In 2005 Kumar won the gold medal at the 4th Commonwealth Federation Boxing Championships in Glasgow, Scotland. He defeated Bongani Mahalangu of South Africa by a narrow margin of 18-17 in the 54 kg final.

=== 2006 Melbourne Commonwealth Games ===
In the 2006 Commonwealth Games he won the gold medal in the Bantamweight 54 kg category by edging out Nigerian Nestor Bolum and defeating Mauritian Bruno Julie in the final.

He landed six unanswered blows in the opening round of the final.

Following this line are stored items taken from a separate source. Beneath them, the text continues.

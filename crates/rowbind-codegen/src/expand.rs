use crate::schema::Record;

use proc_macro2::TokenStream;
use quote::quote;

pub(super) fn fields(record: &Record) -> TokenStream {
    let rowbind = quote!(_rowbind);
    let ident = &record.ident;
    let name = ident.to_string();

    let fields = record.fields.iter().map(|field| {
        let field_ident = &field.ident;
        let field_name = field_ident.to_string();

        quote! {
            #rowbind::schema::Field::new(
                #field_name,
                |record: &Self| &record.#field_ident,
                |record: &mut Self| &mut record.#field_ident,
            )
        }
    });

    wrap_in_const(quote! {
        impl #rowbind::Fields for #ident {
            const NAME: &'static str = #name;

            fn fields() -> ::std::vec::Vec<#rowbind::schema::Field<Self>> {
                ::std::vec![ #( #fields, )* ]
            }
        }
    })
}

fn wrap_in_const(code: TokenStream) -> TokenStream {
    quote! {
        const _: () = {
            use rowbind as _rowbind;
            #code
        };
    }
}
use rowbind::{args, Backend};
use tests::{
    models::{Post, Visit},
    setup, OpKind,
};

#[test]
fn argument_count_mismatch_is_rejected_before_executing() {
    let mapper = setup();
    mapper.create_table::<Post>(false).unwrap();
    let log = mapper.backend().log();
    let before = log.len();

    let err = mapper
        .update(&Post::default(), "id = ? AND title = ?", args![1])
        .unwrap_err();
    assert!(err.is_argument_count());
    assert_eq!(
        err.to_string(),
        "clause `id = ? AND title = ?` has 2 placeholders but 1 arguments were given"
    );

    let err = mapper
        .select()
        .filter("id = ?", args![])
        .find(&mut Post::default())
        .unwrap_err();
    assert!(err.is_argument_count());

    let err = mapper
        .delete(&Post::default(), "id = 1", args![1])
        .unwrap_err();
    assert!(err.is_argument_count());

    assert_eq!(log.len(), before);
}

#[test]
fn update_and_delete_require_a_where_clause() {
    let mapper = setup();
    mapper.create_table::<Post>(false).unwrap();

    let err = mapper.update(&Post::default(), "", args![]).unwrap_err();
    assert_eq!(err.to_string(), "update on posts requires a where clause");

    let err = mapper.delete(&Post::default(), " ", args![]).unwrap_err();
    assert_eq!(err.to_string(), "delete on posts requires a where clause");

    assert_eq!(mapper.backend().log().count(OpKind::Execute), 1);
}

#[test]
fn missing_table_is_a_backend_error() {
    let mapper = setup();

    let err = mapper.insert(&mut Post::default()).unwrap_err();

    assert!(err.is_backend());
    assert!(err.to_string().starts_with("insert into posts: no such table"));
}

#[test]
fn null_into_required_field_is_a_conversion_error() {
    let mapper = setup();
    mapper
        .backend()
        .inner()
        .execute("CREATE TABLE posts (id INTEGER PRIMARY KEY, title TEXT, published BOOLEAN, rating REAL, created_at DATETIME, body TEXT);", &[])
        .unwrap();
    mapper
        .backend()
        .inner()
        .execute("INSERT INTO posts (title) VALUES ('no body');", &[])
        .unwrap();

    let mut post = Post::with_id(1);
    let err = mapper.find_by_primary_key(&mut post).unwrap_err();

    assert!(err.is_type_conversion());
    assert_eq!(err.to_string(), "column published: cannot convert Null to bool");
}

#[test]
#[should_panic(expected = "table `visits` has no primary key")]
fn find_by_primary_key_without_primary_key_panics() {
    let mapper = setup();
    let _ = mapper.find_by_primary_key(&mut Visit::default());
}

#[test]
#[should_panic(expected = "table `visits` has no primary key")]
fn update_by_primary_key_without_primary_key_panics() {
    let mapper = setup();
    let _ = mapper.update_by_primary_key(&Visit::default());
}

The second round was quite even, with Kumar winning 5-4. He did slightly better in round 3, winning it 6-4, and despite losing the final round 3-4, succeeded in avoiding the single punch that might have cost him the tie.

=== 2008 Beijing Olympics and AIBA World Cup===
Kumar qualified for the 2008 Olympic Games, beating among others the silver medallist from the 2004 Summer Olympics, Worapoj Petchkoom, at the Asian boxing qualifying tournament in Bangkok.
At the Olympic event, he made his way to the second round in the Bantamweight 54 kg category beating Frenchman Ali Hallab on points 12-5. In the round of 16, he beat World Champion Sergey Vodopyanov, coming from 2-6 down in the second round of the bout. The score was tied 9-9 at the end of the fourth round but the judges decided in Kumar's favor because he landed a greater number of punches. He lost 3-10 to Veaceslav Gojan of Moldova in the quarter finals on 18 August 2008. He was coached by the Indian boxing coach Gurbaksh Singh Sandhu.

In the AIBA World Cup 2008 held in Moscow, Kumar beat Marcel Schinder of Germany in the quarterfinals with a margin of 15-6. In the semifinals the final score was a tie, 4-4, but this time, the judges awarded the match to his opponent. Kumar won a bronze.

===2012 London Olympics===
Akhil Kumar was ruled out of the 2012 London Olympics; due to an injury he failed to reduce weight in time to take part in the Asian Continental Olympic qualification tournament, held in Astana (Kazakhstan) in April 2012.

==Awards==
Kumar received the Arjuna award in 2005.